Two different isoforms of progesterone receptor (PR), PRA and PRB, are expressed in target tissues at comparable levels. In this study, we first examined PRA and PRB immunoreactivity in human breast cancer and various intraductal proliferative epithelial lesions, and correlated these findings with clinicopathologic parameters. We then examined mRNA expression of PRA and PRB in six cases of invasive ductal carcinoma using RT-PCR. Immunoreactivity for both PRA and PRB was positive in the great majority of proliferative disease without atypia (PDWA) (85% for PRA and 96% for PRB) and atypical ductal hyperplasia (ADH) (100% for PRA and 100% for PRB), but the ratio of immunopositive cases and immunohistochemical (IHC) scores was significantly smaller in ductal carcinoma in situ (DCIS) (65% for PRA and 75% for PRB) and invasive ductal carcinoma (IDC) (66% for PRA and 55% for PRB) than in PDWA and ADH. There was a significant positive correlation between IHC scores for PRA and estrogen receptor alpha (ERalpha) in IDC, DCIS and ADH but not between PRB and ERalpha. In IDC, both PRA and PRB IHC scores were significantly associated with histological grade, but there was no association between PRA or PRB status and lymph node involvement, tumor size, or prognosis of the patients. The expression of mRNAs for both PRA and PRB was detected in all six cases of IDC examined. These results suggest that both PRA and PRB are strongly associated with ERalpha in human breast and this relation may be disturbed in breast cancer.

摘要

孕激素受体(PR)的两种不同亚型,即PRA和PRB,在靶组织中的表达水平相当。

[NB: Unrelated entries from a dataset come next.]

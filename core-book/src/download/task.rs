//! Download task of a single reading-order item.

use bridge_traits::download::{
    DownloadExtension, DownloadFuture, DownloadKind, DownloadProvider, DownloadRequest,
};
use bridge_traits::error::{BridgeError, Result as BridgeResult};
use core_runtime::logging::{redact_if_sensitive, strip_path};
use parking_lot::Mutex;
use std::fmt;
use std::path::{Path, PathBuf};
use std::sync::atomic::{AtomicU64, Ordering};
use std::sync::{Arc, Weak};
use tokio::runtime::Handle;
use tokio_util::sync::CancellationToken;
use tracing::{debug, info, instrument, warn};

use crate::reading_order::{ReadingOrder, ReadingOrderId, ReadingOrderItem};
use crate::status::{DownloadStatus, DownloadStatusChange, StatusChannel};

enum TaskState {
    Idle,
    Running {
        attempt: u64,
        token: CancellationToken,
    },
}

struct TaskInner {
    order: Arc<ReadingOrder>,
    index: usize,
    output_path: PathBuf,
    provider: Arc<dyn DownloadProvider>,
    extensions: Vec<Arc<dyn DownloadExtension>>,
    channel: StatusChannel,
    runtime: Handle,
    attempts: AtomicU64,
    state: Mutex<TaskState>,
}

/// Owns the download lifecycle of one reading-order item.
///
/// Cloning is cheap; clones drive the same task.
#[derive(Clone)]
pub struct ItemDownloadTask {
    inner: Arc<TaskInner>,
}

impl ItemDownloadTask {
    pub(crate) fn new(
        order: Arc<ReadingOrder>,
        index: usize,
        output_path: PathBuf,
        provider: Arc<dyn DownloadProvider>,
        extensions: Vec<Arc<dyn DownloadExtension>>,
        channel: StatusChannel,
        runtime: Handle,
    ) -> Self {
        let inner = TaskInner {
            order,
            index,
            output_path,
            provider,
            extensions,
            channel,
            runtime,
            attempts: AtomicU64::new(0),
            state: Mutex::new(TaskState::Idle),
        };

        if inner.output_path.is_file() {
            *inner.item().status_cell() = DownloadStatus::Downloaded;
            debug!(
                item = %inner.item().id(),
                file = %file_name(&inner.output_path),
                "Found previously downloaded item"
            );
        }

        Self {
            inner: Arc::new(inner),
        }
    }

    pub fn item_id(&self) -> &ReadingOrderId {
        self.inner.item().id()
    }

    pub fn index(&self) -> usize {
        self.inner.index
    }

    /// Location of the downloaded media.
    pub fn output_path(&self) -> &Path {
        &self.inner.output_path
    }

    pub fn status(&self) -> DownloadStatus {
        self.inner.item().download_status()
    }

    /// Download progress in `[0, 1]`.
    pub fn progress(&self) -> f64 {
        self.status().progress()
    }

    /// Starts the download.
    ///
    /// Does nothing if the item is already downloaded. If a download is
    /// already running, its current status is broadcast again.
    #[instrument(skip(self), fields(item = %self.item_id()))]
    pub fn fetch(&self) {
        let inner = &self.inner;
        let item = inner.item();

        let mut state = inner.state.lock();
        let attempt;
        let token;
        {
            let mut status = item.status_cell();
            match &*status {
                DownloadStatus::Downloaded => {
                    debug!("Already downloaded");
                    return;
                }
                DownloadStatus::Downloading { .. } => {
                    debug!("Download in progress, rebroadcasting status");
                    inner.publish(status.clone());
                    return;
                }
                _ => {}
            }

            if let Some(parent) = inner.output_path.parent() {
                if let Err(e) = std::fs::create_dir_all(parent) {
                    warn!(error = %e, "Cannot create download directory");
                    *status = DownloadStatus::Failed {
                        cause: "io".to_string(),
                        message: e.to_string(),
                    };
                    inner.publish(status.clone());
                    return;
                }
            }

            attempt = inner.attempts.fetch_add(1, Ordering::Relaxed) + 1;
            token = CancellationToken::new();
            *state = TaskState::Running {
                attempt,
                token: token.clone(),
            };
            *status = DownloadStatus::Downloading { progress: 0.0 };
            inner.publish(status.clone());
        }
        drop(state);

        let request = inner.request(Arc::downgrade(inner), attempt);
        info!(
            attempt,
            uri = %redact_if_sensitive("uri", request.uri()),
            "Starting download"
        );
        let transfer = inner.transport(request);

        let task = Arc::clone(inner);
        inner.runtime.spawn(async move {
            let outcome = tokio::select! {
                _ = token.cancelled() => Err(BridgeError::Cancelled),
                result = transfer => result,
            };
            task.complete(attempt, outcome);
        });
    }

    /// Cancels a running download and discards partial data.
    ///
    /// Returns `false` (and does nothing) if no download was running.
    #[instrument(skip(self), fields(item = %self.item_id()))]
    pub fn cancel(&self) -> bool {
        let mut state = self.inner.state.lock();
        self.inner.cancel_locked(&mut state)
    }

    /// Removes the downloaded media and returns the item to `NotDownloaded`.
    ///
    /// A running download is cancelled first. Failed and expired items are
    /// reset so they can be fetched again.
    #[instrument(skip(self), fields(item = %self.item_id()))]
    pub fn delete(&self) {
        let inner = &self.inner;
        let mut state = inner.state.lock();
        if inner.cancel_locked(&mut state) {
            return;
        }

        let mut status = inner.item().status_cell();
        match &*status {
            DownloadStatus::Downloaded => {
                remove_file_if_present(&inner.output_path);
                info!("Deleted downloaded item");
            }
            DownloadStatus::Failed { .. } | DownloadStatus::Expired { .. } => {
                debug!("Clearing failed download");
            }
            DownloadStatus::NotDownloaded | DownloadStatus::Downloading { .. } => {
                debug!("Nothing to delete");
                return;
            }
        }
        *status = DownloadStatus::NotDownloaded;
        inner.publish(status.clone());
    }
}

impl fmt::Debug for ItemDownloadTask {
    fn fmt(&self, f: &mut fmt::Formatter<'_>) -> fmt::Result {
        f.debug_struct("ItemDownloadTask")
            .field("item", self.item_id())
            .field("index", &self.inner.index)
            .field("status", &self.status().name())
            .finish()
    }
}

impl TaskInner {
    fn item(&self) -> &ReadingOrderItem {
        &self.order[self.index]
    }

    fn publish(&self, status: DownloadStatus) {
        let item = self.item();
        self.channel.publish(DownloadStatusChange {
            item_id: item.id().clone(),
            index: self.index,
            status,
        });
    }

    fn request(&self, weak: Weak<TaskInner>, attempt: u64) -> DownloadRequest {
        let item = self.item();
        DownloadRequest::new(item.id().as_str(), item.link(), self.output_path.clone())
            .kind(DownloadKind::Chapter)
            .on_progress(Arc::new(move |fraction| {
                if let Some(inner) = weak.upgrade() {
                    inner.on_progress(attempt, fraction);
                }
            }))
    }

    fn transport(&self, request: DownloadRequest) -> DownloadFuture {
        for extension in &self.extensions {
            if let Some(future) = extension.on_download_link(Arc::clone(&self.provider), &request) {
                debug!(extension = extension.name(), "Extension took over download");
                return future;
            }
        }

        let provider = Arc::clone(&self.provider);
        Box::pin(async move { provider.download(request).await })
    }

    fn on_progress(&self, attempt: u64, fraction: f64) {
        let state = self.state.lock();
        if !matches!(&*state, TaskState::Running { attempt: current, .. } if *current == attempt) {
            return;
        }

        let mut status = self.item().status_cell();
        if let DownloadStatus::Downloading { progress } = &*status {
            if fraction > *progress {
                *status = DownloadStatus::Downloading { progress: fraction };
                self.publish(status.clone());
            }
        }
    }

    fn complete(&self, attempt: u64, outcome: BridgeResult<()>) {
        let mut state = self.state.lock();
        if !matches!(&*state, TaskState::Running { attempt: current, .. } if *current == attempt) {
            debug!(attempt, "Ignoring completion of superseded download");
            return;
        }
        *state = TaskState::Idle;

        let next = match outcome {
            Ok(()) => {
                info!(item = %self.item().id(), "Download finished");
                DownloadStatus::Downloaded
            }
            Err(e) if e.is_cancelled() => {
                info!(item = %self.item().id(), "Download cancelled by provider");
                remove_file_if_present(&self.output_path);
                DownloadStatus::NotDownloaded
            }
            Err(e) => {
                remove_file_if_present(&self.output_path);
                let cause = error_cause(&e).to_string();
                let message = e.to_string();
                if self.item().link().expires {
                    warn!(item = %self.item().id(), error = %message, "Download link expired");
                    DownloadStatus::Expired { cause, message }
                } else {
                    warn!(item = %self.item().id(), error = %message, "Download failed");
                    DownloadStatus::Failed { cause, message }
                }
            }
        };

        let mut status = self.item().status_cell();
        *status = next;
        self.publish(status.clone());
    }

    fn cancel_locked(&self, state: &mut TaskState) -> bool {
        let TaskState::Running { token, attempt } = std::mem::replace(state, TaskState::Idle) else {
            debug!("No download running");
            return false;
        };

        token.cancel();
        remove_file_if_present(&self.output_path);

        let mut status = self.item().status_cell();
        *status = DownloadStatus::NotDownloaded;
        self.publish(status.clone());
        info!(attempt, "Download cancelled");
        true
    }
}

fn error_cause(error: &BridgeError) -> &'static str {
    match error {
        BridgeError::NotAvailable(_) => "not_available",
        BridgeError::OperationFailed(_) => "operation_failed",
        BridgeError::Cancelled => "cancelled",
        BridgeError::Io(_) => "io",
    }
}

fn file_name(path: &Path) -> String {
    strip_path(&path.to_string_lossy()).to_string()
}

fn remove_file_if_present(path: &Path) {
    match std::fs::remove_file(path) {
        Ok(()) => debug!(file = %file_name(path), "Removed download file"),
        Err(e) if e.kind() == std::io::ErrorKind::NotFound => {}
        Err(e) => warn!(file = %file_name(path), error = %e, "Failed to remove download file"),
    }
}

在本研究中,我们首先检测了人乳腺癌及各种导管内增殖性上皮病变中PRA和PRB的免疫反应性,并将这些结果与临床病理参数进行关联分析。然后,我们使用逆转录聚合酶链反应(RT-PCR)检测了6例浸润性导管癌中PRA和PRB的mRNA表达。在绝大多数无 atypia 的增殖性疾病(PDWA)(PRA为85%,PRB为96%)和非典型导管增生(ADH)(PRA和PRB均为100%)中,PRA和PRB的免疫反应性均为阳性,但原位导管癌(DCIS)(PRA为65%,PRB为75%)和浸润性导管癌(IDC)(PRA为66%,PRB为55%)中免疫阳性病例的比例和免疫组化(IHC)评分均显著低于PDWA和ADH。在IDC、DCIS和ADH中,PRA的IHC评分与雌激素受体α(ERα)之间存在显著正相关,但PRB与ERα之间无相关性。在IDC中,PRA和PRB的IHC评分均与组织学分级显著相关,但PRA或PRB状态与淋巴结受累、肿瘤大小或患者预后之间无相关性。在所检测的6例IDC中均检测到了PRA和PRB的mRNA表达。这些结果表明,PRA和PRB在人乳腺中均与ERα密切相关,而这种关系在乳腺癌中可能受到干扰。